> What you need to do: Once you have read the records below, restate them word for word.

> Available data:
· · ·
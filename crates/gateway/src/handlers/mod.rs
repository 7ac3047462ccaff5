//! API handlers module

pub mod audit;
pub mod cases;
pub mod health;
pub mod reports;
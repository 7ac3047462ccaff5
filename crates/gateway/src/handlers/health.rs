//! Health check handlers

use crate::AppState;
use axum::{extract::State, Json};
use serde::Serialize;

#[derive(Serialize)]
pub struct HealthResponse {
    pub status: String,
}

#[derive(Serialize)]
pub struct ReadyResponse {
    pub status: String,
    pub checks: HealthChecks,
}

#[derive(Serialize)]
pub struct HealthChecks {
    pub database: CheckResult,
}

#[derive(Serialize)]
pub struct CheckResult {
    pub status: String,
    #[serde(skip_serializing_if = "Option::is_none")]
    pub latency_ms: Option<u64>,
    #[serde(skip_serializing_if = "Option::is_none")]
    pub error: Option<String>,
}

/// Liveness probe - always returns healthy if server is running
pub async fn health() -> Json<HealthResponse> {
    Json(HealthResponse {
        status: "healthy".to_string(),
    })
}

/// Readiness probe - checks all dependencies
pub async fn ready(State(state): State<AppState>) -> Json<ReadyResponse> {
    let start = std::time::Instant::now();

    let db_check = match state.db.ping().await {
        Ok(_) => CheckResult {
            status: "up".to_string(),
            latency_ms: Some(start.elapsed().as_millis() as u64),
            error: None,
        },
        Err(e) => CheckResult {
            status: "down".to_string(),
            latency_ms: None,
            error: Some(e.to_string()),
        },
    };

    let all_healthy = db_check.status == "up";

    Json(ReadyResponse {
        status: if all_healthy { "ready" } else { "not_ready" }.to_string(),
        checks: HealthChecks { database: db_check },
    })
}

/// Prometheus scrape endpoint
pub async fn metrics(State(state): State<AppState>) -> String {
    state.metrics_handle.render()
}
· · ·
> Exercise result:
filename crates/gateway/src/handlers/mod.rs
repository 7ac3047462ccaff5
//! API handlers module

pub mod audit;
pub mod cases;
pub mod health;
pub mod reports;
repository 7ac3047462ccaff5
filename crates/gateway/src/handlers/health.rs
//! Health check handlers

use crate::AppState;
use axum::{extract::State, Json};
use serde::Serialize;

#[derive(Serialize)]
pub struct HealthResponse {
    pub status: String,
}

#[derive(Serialize)]
pub struct ReadyResponse {
    pub status: String,
    pub checks: HealthChecks,
}

#[derive(Serialize)]
pub struct HealthChecks {
    pub database: CheckResult,
}

#[derive(Serialize)]
pub struct CheckResult {
    pub status: String,
    #[serde(skip_serializing_if = "Option::is_none")]
    pub latency_ms: Option<u64>,
    #[serde(skip_serializing_if = "Option::is_none")]
    pub error: Option<String>,
}

/// Liveness probe - always returns healthy if server is running
pub async fn health() -> Json<HealthResponse> {
    Json(HealthResponse {
        status: "healthy".to_string(),
    })
}

/// Readiness probe - checks all dependencies
pub async fn ready(State(state): State<AppState>) -> Json<ReadyResponse> {
    let start = std::time::Instant::now();

    let db_check = match state.db.ping().await {
        Ok(_) => CheckResult {
            status: "up".to_string(),
            latency_ms: Some(start.elapsed().as_millis() as u64),
            error: None,
        },
        Err(e) => CheckResult {
            status: "down".to_string(),
            latency_ms: None,
            error: Some(e.to_string()),
        },
    };

    let all_healthy = db_check.status == "up";

    Json(ReadyResponse {
        status: if all_healthy { "ready" } else { "not_ready" }.to_string(),
        checks: HealthChecks { database: db_check },
    })
}

/// Prometheus scrape endpoint
pub async fn metrics(State(state): State<AppState>) -> String {
    state.metrics_handle.render()
}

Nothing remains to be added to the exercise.